In addition, it was determined that the heart value was between 0.02 and 0.08 ng/mg in the SAHD group. Based on this relationship, in a clinical study, two volunteers received 100 and 150 mg SCs containing 2.9% JWH-018. JWH-018 serum concentration peaked 5 min after inhalation, reaching 8.1 mcg/L and 10.2 mcg/L. However, it is reported that the concentration decreases rapidly after 1 h and cannot be detected in the 24th h [60]. Compared to the AHD group, there was a higher blood level and substance-metabolite accumulation in the tissues. The reason for this situation was thought to be the decrease in the metabolic rate of the drug in excess and/or the toxic effect of the drug on the tissues. At lower doses, metabolic enzymes may process the drug more efficiently, preventing significant accumulation in the heart. Increased HR in the SALD group might have further accelerated drug clearance by enhancing renal and hepatic blood flow, leading to faster elimination. Low-dose JWH-018 might preferentially accumulate in the brain or fat tissue rather than the heart, making it undetectable in cardiac tissue samples.
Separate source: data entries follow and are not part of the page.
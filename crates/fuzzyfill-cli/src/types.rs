use std::path::PathBuf;

use fuzzyfill_hours::{HoursSummary, TypeRule};
use fuzzyfill_map::{FillSummary, MatchResult};

#[derive(Debug)]
pub struct FillOutcome {
    pub output: PathBuf,
    pub report: Option<PathBuf>,
    pub summary: FillSummary,
    pub results: Vec<MatchResult>,
}

#[derive(Debug)]
pub struct HoursOutcome {
    pub output: PathBuf,
    pub summary: HoursSummary,
    /// Hours per observed type, as applied.
    pub type_rules: Vec<TypeRule>,
    pub keyword_rules: usize,
}

#[derive(Debug)]
pub struct TypesOutcome {
    pub input: PathBuf,
    pub type_column: String,
    pub counts: Vec<(String, usize)>,
}
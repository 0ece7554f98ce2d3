//! CSV export.

use std::fs::File;
use std::io::Write;
use std::path::Path;

use fuzzyfill_model::{ColumnName, Table};

use crate::error::{IngestError, Result};

/// Writes the header row and one record per row; cells use their text form.
pub fn write_csv<W: Write>(writer: W, table: &Table) -> csv::Result<()> {
    let mut writer = csv::Writer::from_writer(writer);
    writer.write_record(table.columns.iter().map(ColumnName::as_str))?;
    for row in &table.rows {
        writer.write_record(table.columns.iter().map(|col| row.get(col.as_str()).to_text()))?;
    }
    writer.flush()?;
    Ok(())
}

/// Writes `table` to `path`, replacing any existing file.
pub fn write_csv_table(path: &Path, table: &Table) -> Result<()> {
    let file = File::create(path).map_err(|e| IngestError::FileWrite {
        path: path.to_path_buf(),
        source: e,
    })?;
    write_csv(file, table).map_err(|e| IngestError::CsvWrite {
        path: path.to_path_buf(),
        message: e.to_string(),
    })
}

/// Renders `table` as a CSV string.
pub fn table_to_csv_string(table: &Table) -> Result<String> {
    let mut buffer = Vec::new();
    write_csv(&mut buffer, table).map_err(|e| IngestError::CsvWrite {
        path: "<memory>".into(),
        message: e.to_string(),
    })?;
    String::from_utf8(buffer).map_err(|e| IngestError::CsvWrite {
        path: "<memory>".into(),
        message: e.to_string(),
    })
}

#[cfg(test)]
mod tests {
    use fuzzyfill_model::CellValue;

    use super::*;

    #[test]
    fn quotes_fields_with_commas() {
        let table = Table::from_rows(
            &["Name", "Hours"],
            vec![vec![CellValue::text("Acme, Inc."), CellValue::Float(2.5)]],
        )
        .unwrap();
        assert_eq!(
            table_to_csv_string(&table).unwrap(),
            "Name,Hours\n\"Acme, Inc.\",2.5\n"
        );
    }

    #[test]
    fn missing_cells_are_empty() {
        let table = Table::from_rows(&["A", "B"], vec![vec![CellValue::Integer(1)]]).unwrap();
        assert_eq!(table_to_csv_string(&table).unwrap(), "A,B\n1,\n");
    }
}
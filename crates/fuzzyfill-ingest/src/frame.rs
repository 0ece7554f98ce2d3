//! Polars DataFrame to [`Table`] conversion.

use std::collections::BTreeMap;

use fuzzyfill_model::{CellValue, ColumnName, Row, Table};
use polars::prelude::*;

use crate::error::Result;

/// Converts a Polars AnyValue to a [`CellValue`].
/// Nulls become `Missing`; integers and floats keep their numeric form.
pub fn any_to_cell(value: AnyValue<'_>) -> CellValue {
    match value {
        AnyValue::Null => CellValue::Missing,
        AnyValue::Boolean(b) => CellValue::Boolean(b),
        AnyValue::Int8(v) => CellValue::Integer(i64::from(v)),
        AnyValue::Int16(v) => CellValue::Integer(i64::from(v)),
        AnyValue::Int32(v) => CellValue::Integer(i64::from(v)),
        AnyValue::Int64(v) => CellValue::Integer(v),
        AnyValue::UInt8(v) => CellValue::Integer(i64::from(v)),
        AnyValue::UInt16(v) => CellValue::Integer(i64::from(v)),
        AnyValue::UInt32(v) => CellValue::Integer(i64::from(v)),
        AnyValue::UInt64(v) => match i64::try_from(v) {
            Ok(v) => CellValue::Integer(v),
            Err(_) => CellValue::Float(v as f64),
        },
        AnyValue::Float32(v) => CellValue::Float(f64::from(v)),
        AnyValue::Float64(v) => CellValue::Float(v),
        AnyValue::String(s) => CellValue::Text(s.to_string()),
        AnyValue::StringOwned(s) => CellValue::Text(s.to_string()),
        other => CellValue::Text(other.to_string()),
    }
}

/// Builds a [`Table`] with the frame's columns, rows numbered from 0.
pub fn table_from_frame(df: &DataFrame) -> Result<Table> {
    let columns = df
        .get_columns()
        .iter()
        .map(|col| ColumnName::new(col.name().as_str()))
        .collect::<std::result::Result<Vec<_>, _>>()?;

    let mut table = Table::new(columns);
    for row_idx in 0..df.height() {
        let mut cells = BTreeMap::new();
        for (name, col) in table.columns.iter().zip(df.get_columns()) {
            cells.insert(name.clone(), any_to_cell(col.get(row_idx)?));
        }
        table.push_row(Row::new(row_idx, cells));
    }
    Ok(table)
}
Previous studies show that SCs have a high affinity for lipid-rich tissues, which could explain the lack of detection in the heart at low doses [59].
JWH-018 and metabolite determinations are mostly measured in tissues such as serum, blood, oral fluid, urine, brain, kidney, lung, liver and spleen. Although JWH-018 has been determined in heart tissue before, the study was in mice and only the level of JWH-018 was assayed [61]. On the other hand, we aimed to examine the JWH-018 level in the heart tissue along with the other 5 metabolites, and we determined the levels of 4 metabolites that can be separated from each other correctly. In addition, unlike the other study, the fact that we looked at 4 separable metabolites that we reached as consumables, rather than a few metabolites in serum and heart tissue, constitutes another important uniqueness of our study.
Conclusions
SC JWH-018 beside known psychoactive properties has some detrimental cardiac and vascular effects such as tachycardia, bradycardia, hypotension, arrhythmia and QT prolongation depending on the dose and duration of application. It seems that JWH-018 has dose- and duration-dependent increase or decrease in HR, high-dose-related decrease in BP, cardiac arrhythmia, conduction blocks, and ischemic ECG changes. The information presented in this study suggests that SCs should not be thought of as secure and authorized substitutes for cannabis. Instead, the increased toxicity of SCs may be as a result of the interactions between the many SCs present and their active metabolites that still have a high affinity for CB1 and CB2 receptors, emphasizing the potential risk associated with using these drugs.
Acknowledgements
This research is supported by a research grant from the Scientific and Technological Research Council of Türkiye (TUBITAK) (Project number: 215S752 belongs to Parlakpinar H.). The authors thank Leyla Sahin Buyukkorkmaz, Ismail Altin and Digdem Kurukafa for technical assistance, and Mustafa Huz for histopathological interpretation.
Author contributions
OO: supervision, conceptualization, software, visualization, data curation, writing—original draft preparation, writing—reviewing and editing. NE: investigation, methodology, visualization. OC: investigation, methodology, visualization. ES: investigation, methodology, visualization. SP: investigation, methodology, visualization. MO: investigation, methodology, visualization, writing—reviewing. OS: investigation, methodology. PK: investigation, methodology. AA: supervision, writing—reviewing and editing. HP: supervision, writing—reviewing and editing.
Funding
Open access funding provided by the Scientific and Technological Research Council of Türkiye (TÜBİTAK).
Declarations
Conflict of interest
The author(s) declared no potential conflicts of interest with respect to the research, authorship, and/or publication of this article.
Ethics approval
An application was made to Inonu University Faculty of Medicine Animal Experiments Local Ethics Committee for ethical approval, and ethics committee permission was obtained at the meeting dated 26.08.2015 with ethical approval number 2015/A-24.
Footnotes
Publisher's Note
Springer Nature remains neutral with regard to jurisdictional claims in published maps and institutional affiliations.
References
- 1.Vandrey R, Dunn KE, Fry JA, Girling ER (2012) A survey study to characterize use of spice products (synthetic cannabinoids). Drug Alcohol Depend 120:238–241. 10.1016/j.drugalcdep.2011.07.011 [DOI] [PMC free article] [PubMed] [Google Scholar]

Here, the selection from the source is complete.